Everything you will read about kenya will make it sound more complicated than it is. Here is what 7 years of working with good has actually taught me.
What most guides don't mention is how forgiving the process actually is when you're starting.
What actually moved the needle for me: I stopped trying to understand everything before starting, and just committed to treating every mistake as data rather than failure. After that, went from amateur to regional finalist.
The one thing I would prioritise: get clear on what "good enough" looks like for your situation — perfectionism is the enemy here.

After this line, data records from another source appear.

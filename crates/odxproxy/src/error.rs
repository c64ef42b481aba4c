//! Error types for the ODX Proxy client
//!
//! Every call settles with exactly one of these errors or with a result.
//! Transport failures, HTTP failures, undecodable replies and errors reported
//! by the gateway are kept apart so callers can tell them apart.

use odxproxy_protocol::{ErrorInfo, ProtocolError};
use odxproxy_transport::TransportError;
use serde_json::Value;
use thiserror::Error;

/// Result type alias for operations that can fail with a client error.
pub type Result<T> = std::result::Result<T, Error>;

/// Main error type for the ODX Proxy client.
#[derive(Debug, Error)]
pub enum Error {
    /// The process-wide client was initialized more than once.
    #[error("OdxProxyClient has already been initialized")]
    AlreadyInitialized,

    /// The process-wide client was used before being initialized.
    #[error("OdxProxyClient has not been initialized. Call initialize() first")]
    NotInitialized,

    /// The exchange with the gateway did not complete (connect, timeout, I/O).
    #[error(transparent)]
    Transport(#[from] TransportError),

    /// The gateway answered with a non-2xx status or without a readable body.
    #[error("HTTP error (status {status}): {status_text}")]
    Http {
        /// HTTP status code
        status: u16,
        /// Reason phrase
        status_text: String,
        /// Raw body text, when it could be read
        body: Option<String>,
    },

    /// The reply body is not a valid response envelope.
    #[error("Failed to decode gateway response: {0}")]
    Decode(String),

    /// The gateway reported an error in the `error` field.
    #[error("Gateway error {code}: {message}")]
    Application {
        /// Error code
        code: i64,
        /// Error message
        message: String,
        /// Opaque details
        data: Option<Value>,
    },

    /// Client configuration was rejected.
    #[error("Invalid configuration: {0}")]
    InvalidConfig(String),

    /// Invalid gateway URL.
    #[error("Invalid URL: {0}")]
    InvalidUrl(String),

    /// A parameter could not be converted to JSON.
    #[error("Serialization error: {0}")]
    Serialization(#[from] serde_json::Error),

    /// The request envelope could not be encoded.
    #[error(transparent)]
    Protocol(#[from] ProtocolError),
}

impl Error {
    /// Numeric code carried by the error, if any.
    ///
    /// Timeouts report 408, HTTP errors their status, and application errors
    /// the code sent by the gateway.
    pub fn code(&self) -> Option<i64> {
        match self {
            Error::Transport(err) => err.code().map(i64::from),
            Error::Http { status, .. } => Some(i64::from(*status)),
            Error::Application { code, .. } => Some(*code),
            _ => None,
        }
    }

    /// Check if this error is a transport timeout.
    pub fn is_timeout(&self) -> bool {
        matches!(self, Error::Transport(err) if err.is_timeout())
    }

    /// Check if this error was reported by the gateway.
    pub fn is_application(&self) -> bool {
        matches!(self, Error::Application { .. })
    }

    /// Check if this error concerns the process-wide client lifecycle.
    pub fn is_configuration(&self) -> bool {
        matches!(self, Error::AlreadyInitialized | Error::NotInitialized)
    }
}

impl From<ErrorInfo> for Error {
    fn from(info: ErrorInfo) -> Self {
        Error::Application {
            code: info.code,
            message: info.message,
            data: info.data,
        }
    }
}
//! Request and response envelopes
//!
//! Every call is a single `POST` whose body is a [`RequestEnvelope`]; the
//! gateway answers with a [`ResponseEnvelope`] carrying either a `result` or
//! an `error`.

use crate::action::Action;
use crate::instance::InstanceInfo;
use crate::keyword::QueryModifiers;
use serde::{Deserialize, Deserializer, Serialize};
use serde_json::Value;
use std::fmt;

/// Identifier correlating a request with its reply.
///
/// Always a string on the way out. Replies may echo it as a JSON number, in
/// which case the number's decimal form is kept.
#[derive(Debug, Clone, PartialEq, Eq, Hash, Serialize)]
#[serde(transparent)]
pub struct RequestId(String);

impl RequestId {
    /// Create from a raw string
    pub fn new(id: impl Into<String>) -> Self {
        Self(id.into())
    }

    /// Get the string representation
    pub fn as_str(&self) -> &str {
        &self.0
    }

    /// Whether the identifier is the empty string
    pub fn is_empty(&self) -> bool {
        self.0.is_empty()
    }

    /// Consume into the inner string
    pub fn into_inner(self) -> String {
        self.0
    }
}

impl fmt::Display for RequestId {
    fn fmt(&self, f: &mut fmt::Formatter<'_>) -> fmt::Result {
        f.write_str(&self.0)
    }
}

impl From<&str> for RequestId {
    fn from(id: &str) -> Self {
        Self(id.to_string())
    }
}

impl From<String> for RequestId {
    fn from(id: String) -> Self {
        Self(id)
    }
}

impl<'de> Deserialize<'de> for RequestId {
    fn deserialize<D: Deserializer<'de>>(deserializer: D) -> Result<Self, D::Error> {
        let id = match Value::deserialize(deserializer)? {
            Value::String(s) => s,
            Value::Number(n) => n.to_string(),
            other => other.to_string(),
        };
        Ok(Self(id))
    }
}

/// Outbound request body.
///
/// Built once per call and never modified afterwards.
#[derive(Debug, Clone, PartialEq, Serialize, Deserialize)]
pub struct RequestEnvelope {
    /// Caller-supplied or generated identifier
    pub id: RequestId,

    /// Action to execute
    pub action: Action,

    /// Target model, e.g. `"res.partner"`
    pub model_id: String,

    /// Masked copy of the caller's modifiers
    #[serde(default, skip_serializing_if = "Option::is_none")]
    pub keyword: Option<QueryModifiers>,

    /// Method name, only for [`Action::CallMethod`]
    #[serde(default, skip_serializing_if = "Option::is_none")]
    pub fn_name: Option<String>,

    /// Positional parameters
    #[serde(default)]
    pub params: Vec<Value>,

    /// Snapshot of the target instance
    pub odoo_instance: InstanceInfo,
}

impl RequestEnvelope {
    /// Encode as a JSON body.
    ///
    /// # Errors
    ///
    /// Returns an error if a parameter cannot be encoded.
    pub fn to_json(&self) -> crate::Result<Vec<u8>> {
        Ok(serde_json::to_vec(self)?)
    }
}

/// Gateway reply.
///
/// On success `result` is set; on failure `error` is. A reply carrying both
/// is a failure.
#[derive(Debug, Clone, PartialEq, Serialize, Deserialize)]
pub struct ResponseEnvelope<T> {
    /// Protocol version tag, normally `"2.0"`
    pub jsonrpc: String,

    /// Echoed request identifier
    #[serde(default, skip_serializing_if = "Option::is_none")]
    pub id: Option<RequestId>,

    /// Typed result
    #[serde(default, skip_serializing_if = "Option::is_none")]
    pub result: Option<T>,

    /// Application error
    #[serde(default, skip_serializing_if = "Option::is_none")]
    pub error: Option<ErrorInfo>,
}

impl<T> ResponseEnvelope<T> {
    /// Whether the reply reports an error.
    pub fn is_error(&self) -> bool {
        self.error.is_some()
    }

    /// Split into the typed result or the reported error.
    ///
    /// The error wins when both are present.
    pub fn into_result(self) -> Result<Option<T>, ErrorInfo> {
        match self.error {
            Some(error) => Err(error),
            None => Ok(self.result),
        }
    }
}

/// Error reported by the gateway or by Odoo.
#[derive(Debug, Clone, PartialEq, Serialize, Deserialize)]
pub struct ErrorInfo {
    /// Numeric error code
    pub code: i64,

    /// Human-readable message
    pub message: String,

    /// Opaque details, e.g. the Odoo traceback
    #[serde(default, skip_serializing_if = "Option::is_none")]
    pub data: Option<Value>,
}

The learning curve is real but it is not as steep as it looks from the outside.
by sheldonspringer30279
The way this question is framed suggests you might be hitting the same wall most people hit with kenya.
Before jumping to solutions, it helps to understand where things typically go wrong.
**Most likely culprit:** comparing progress to elite athletes too early. This accounts for roughly 54% of cases I have seen.
**Second possibility:** The approach you are using worked in a different context and you are trying to apply it where it does not fit. good has specific conditions where it works well and conditions where it falls apart.
**Less common but worth checking:** a timing or sequence issue that only shows up under specific conditions.
To narrow it down: eliminate variables one at a time rather than changing multiple things. That will tell you which of these you are dealing with.